Le emissioni di gas serra provenienti dalle attività umane sono responsabili di circa 1,1°C di riscaldamento rispetto al periodo 1850-1900. Mediamente nei prossimi 20 anni, secondo il rapporto, la temperatura globale dovrebbe raggiungere o superare 1,5°C di riscaldamento. È inoltre evidente che i cambiamenti climatici stanno già influenzando ogni regione della Terra, in molteplici modi. Sono questi i dati preminenti del primo volume del sesto Rapporto di Valutazione dell’IPCC 8 l’Intergovernmental Panel on Climate Change (IPCC), il gruppo intergovernativo di esperti sul cambiamento climatico delle Nazioni Unite).
Proviamo allora a soffermarci esclusivamente sugli aspetti relativi alla cattura della CO2 e al loro potenziale contributo alla riduzione degli effetti del cambiamento climatico in atto.
La riduzione di concentrazione di CO2 in atmosfera
La riduzione di concentrazione di CO2 in atmosfera (oltre alla riduzione diretta con utilizzo di altre tecnologie quali le energie rinnovabili in sostituzione di quelle che fanno uso delle fonti fossili) può avvenire tramite diverse strategie che vanno dalla piantumazione di alberi, oppure dall’utilizzo di tecnologie innovative che permettono la separazione della molecola di CO2 dall’aria e dal suo successivo utilizzo che può essere quello della semplice pompaggio in profondità (CCS) oppure dal suo riutilizzo per produzione di energia o di biocarburanti.

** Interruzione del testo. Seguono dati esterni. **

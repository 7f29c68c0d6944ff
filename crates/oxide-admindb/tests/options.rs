//! Tests for option lists, option trees and raw statements.

mod common;
use common::*;

use oxide_admindb::{exec, option_array, option_tree, query_one, AdminDbError, FieldType, SqliteDriver, Value};
use oxide_admindb_core::Error;
use sqlx::SqliteConnection;

async fn categories(rows: &str) -> SqliteConnection {
    let mut conn = memory().await;
    let mut db = SqliteDriver::new(&mut conn);
    exec(
        &mut db,
        "CREATE TABLE categories (id INTEGER PRIMARY KEY, title TEXT, depth INTEGER, pos INTEGER)",
    )
    .await
    .unwrap();
    exec(&mut db, &format!("INSERT INTO categories (id, title, depth, pos) VALUES {rows}"))
        .await
        .unwrap();
    drop(db);
    conn
}

const CATEGORY_QUERY: &str = "SELECT id, title, depth FROM categories ORDER BY pos";

#[tokio::test]
async fn option_array_ordered() {
    let mut conn = admin_schema().await;
    let mut db = SqliteDriver::new(&mut conn);

    let options = option_array(&mut db, "admingroups", "title", "id", Some("position"), None)
        .await
        .unwrap();
    assert_eq!(
        options,
        [
            (Value::Integer(2), String::from("Admins")),
            (Value::Integer(1), String::from("Editors")),
            (Value::Integer(3), String::from("Guests")),
        ]
    );
}

#[tokio::test]
async fn option_array_numeric_title() {
    let mut conn = admin_schema().await;
    let mut db = SqliteDriver::new(&mut conn);

    let options = option_array(&mut db, "admingroups", "position", "id", Some("id"), None)
        .await
        .unwrap();
    let titles: Vec<&str> = options.iter().map(|(_, t)| t.as_str()).collect();
    assert_eq!(titles, ["2", "1", "3"]);
}

#[tokio::test]
async fn option_array_filtered() {
    let mut conn = admin_schema().await;
    let mut db = SqliteDriver::new(&mut conn);

    let options = option_array(
        &mut db,
        "adminusers",
        "username",
        "id",
        Some("username DESC"),
        Some("id > 2"),
    )
    .await
    .unwrap();
    let titles: Vec<&str> = options.iter().map(|(_, t)| t.as_str()).collect();
    assert_eq!(titles, ["dave", "carol"]);
}

#[tokio::test]
async fn option_tree_rebuilds_hierarchy() {
    let mut conn = categories(
        "(1, 'Hardware', 0, 1), (2, 'Disks', 1, 2), (4, 'SSD', 2, 3), \
         (3, 'Memory', 1, 4), (5, 'Software', 0, 5)",
    )
    .await;
    let mut db = SqliteDriver::new(&mut conn);

    let root = option_tree(&mut db, CATEGORY_QUERY, "id", "title", "depth", 0)
        .await
        .unwrap();

    assert_eq!(root.id, Value::Integer(0));
    assert_eq!(root.children.len(), 2);
    let hardware = root.child(&Value::Integer(1)).unwrap();
    let titles: Vec<&str> = hardware.children.iter().map(|c| c.title.as_str()).collect();
    assert_eq!(titles, ["Disks", "Memory"]);
    let disks = hardware.child(&Value::Integer(2)).unwrap();
    assert_eq!(disks.children[0].title, "SSD");
    assert!(root.child(&Value::Integer(5)).unwrap().is_leaf());
    assert_eq!(root.descendants(), 5);
}

#[tokio::test]
async fn option_tree_with_base_level() {
    let mut conn = categories("(1, 'Top', 1, 1), (2, 'Nested', 2, 2), (3, 'Other', 1, 3)").await;
    let mut db = SqliteDriver::new(&mut conn);

    let root = option_tree(&mut db, CATEGORY_QUERY, "id", "title", "depth", 1)
        .await
        .unwrap();

    let depths: Vec<(usize, &str)> = root
        .walk()
        .map(|(depth, node)| (depth, node.title.as_str()))
        .collect();
    assert_eq!(depths, [(0, "Top"), (1, "Nested"), (0, "Other")]);
}

#[tokio::test]
async fn option_tree_rejects_level_skip() {
    let mut conn = categories("(1, 'Top', 0, 1), (2, 'Too deep', 2, 2)").await;
    let mut db = SqliteDriver::new(&mut conn);

    let err = option_tree(&mut db, CATEGORY_QUERY, "id", "title", "depth", 0)
        .await
        .unwrap_err();
    assert!(matches!(
        err,
        AdminDbError::Core(Error::InvalidLevel { level: 2, .. })
    ));
}

#[tokio::test]
async fn option_tree_of_empty_result_is_bare_root() {
    let mut conn = categories("(1, 'Hidden', 0, 1)").await;
    let mut db = SqliteDriver::new(&mut conn);

    let root = option_tree(
        &mut db,
        "SELECT id, title, depth FROM categories WHERE id > 1",
        "id",
        "title",
        "depth",
        0,
    )
    .await
    .unwrap();
    assert!(root.is_leaf());
}

#[tokio::test]
async fn exec_reports_affected_rows() {
    let mut conn = admin_schema().await;
    let mut db = SqliteDriver::new(&mut conn);

    let count = exec(&mut db, "UPDATE adminusers SET enabled = 0 WHERE id < 3")
        .await
        .unwrap();
    assert_eq!(count, 2);
}

#[tokio::test]
async fn exec_reports_database_errors() {
    let mut conn = admin_schema().await;
    let mut db = SqliteDriver::new(&mut conn);

    let err = exec(&mut db, "DELETE FROM missing_table").await.unwrap_err();
    assert!(err.is_database());
}

#[tokio::test]
async fn query_one_scalar() {
    let mut conn = admin_schema().await;
    let mut db = SqliteDriver::new(&mut conn);

    assert_eq!(
        query_one(&mut db, "SELECT COUNT(*) FROM adminusers", FieldType::Integer)
            .await
            .unwrap(),
        Some(Value::Integer(4))
    );
    assert_eq!(
        query_one(&mut db, "SELECT username FROM adminusers WHERE id = 3", FieldType::Text)
            .await
            .unwrap(),
        Some(Value::from("carol"))
    );
    assert_eq!(
        query_one(&mut db, "SELECT username FROM adminusers WHERE id = 99", FieldType::Text)
            .await
            .unwrap(),
        None
    );
}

I piani di Governi e aziende
Certamente molte nazioni e aziende internazionali hanno lanciato programmi ambiziosi per la riduzione delle proprie emissioni fissando scadenze e obiettivi stringenti facendo leva anche su queste tecnologie; tuttavia, il costo delle stesse e lo stadio di sviluppo ancora in alcuni casi embrionale non garantiscono circa il reale successo dei piani stessi.
Il ruolo delle foreste
Soffermandoci sulla capacità di cattura della CO2 da parte delle foreste, ad esempio, la scienza non sembra aver detto l’ultima parola riguardo l’entità esatta del potenziale di cattura della molecola da parte delle foreste. Un interessante paper pubblicato su Nature (Asymmetry in the climate–carbon cycle response to positive and negative CO2 emissions, 2021) ha rilevato che he la rimozione di tonnellate di anidride carbonica dall’atmosfera potrebbe non essere efficace nell’alleviare il riscaldamento come sperato, perché le variazioni indotte proprio dal cambiamento climatico potrebbero a sua volta, influenzare la facilità con cui le foreste assorbono la CO2 (e anche gli Oceani).
Se alcuni studi sembrano sovrastimare la potenzialità di cattura della CO2 da parte delle foreste (The global tree restoration potential, Science, 2019), altri esperti ne hanno criticato i dati; certamente il sistema non è così semplice come viene presentato; infatti come legare la piantumazione di milioni di ettari con la sussistenza di economie locali che invece fanno utilizzo delle piante stesse? Come saranno manutenuti i boschi in modo da evitare stress e forti incendi cui sempre più assistiamo nelle recenti roventi estati? Chi si occuperà del ripristino delle piante che periranno alla fine del ciclo di vita? In sintesi, quindi non basterà pagare degli Stati per avere la certezza e contabilizzare la riduzione ipotetica di CO2.
Cosa sono i sistemi di cattura Co2 CCS
I sistemi di sistemi di cattura e stoccaggio del carbonio (CCS – Carbon Capture and Storage) catturano in vario modo l’anidride carbonica e poi la stoccano (o la riutilizzano) in modo che non causi più dannil
Attualmente al mondo ci sono 21 impianti in funzione, 3 in costruzione, 17 in fase avanzata di sviluppo e 24 in fase iniziale di sviluppo. Secondo i dati dell’AIE, se tutti i progetti previsti venissero realizzati, la capacità globale di stoccaggio della CO2 aumenterebbe da 40 a 130 milioni di tonnellate.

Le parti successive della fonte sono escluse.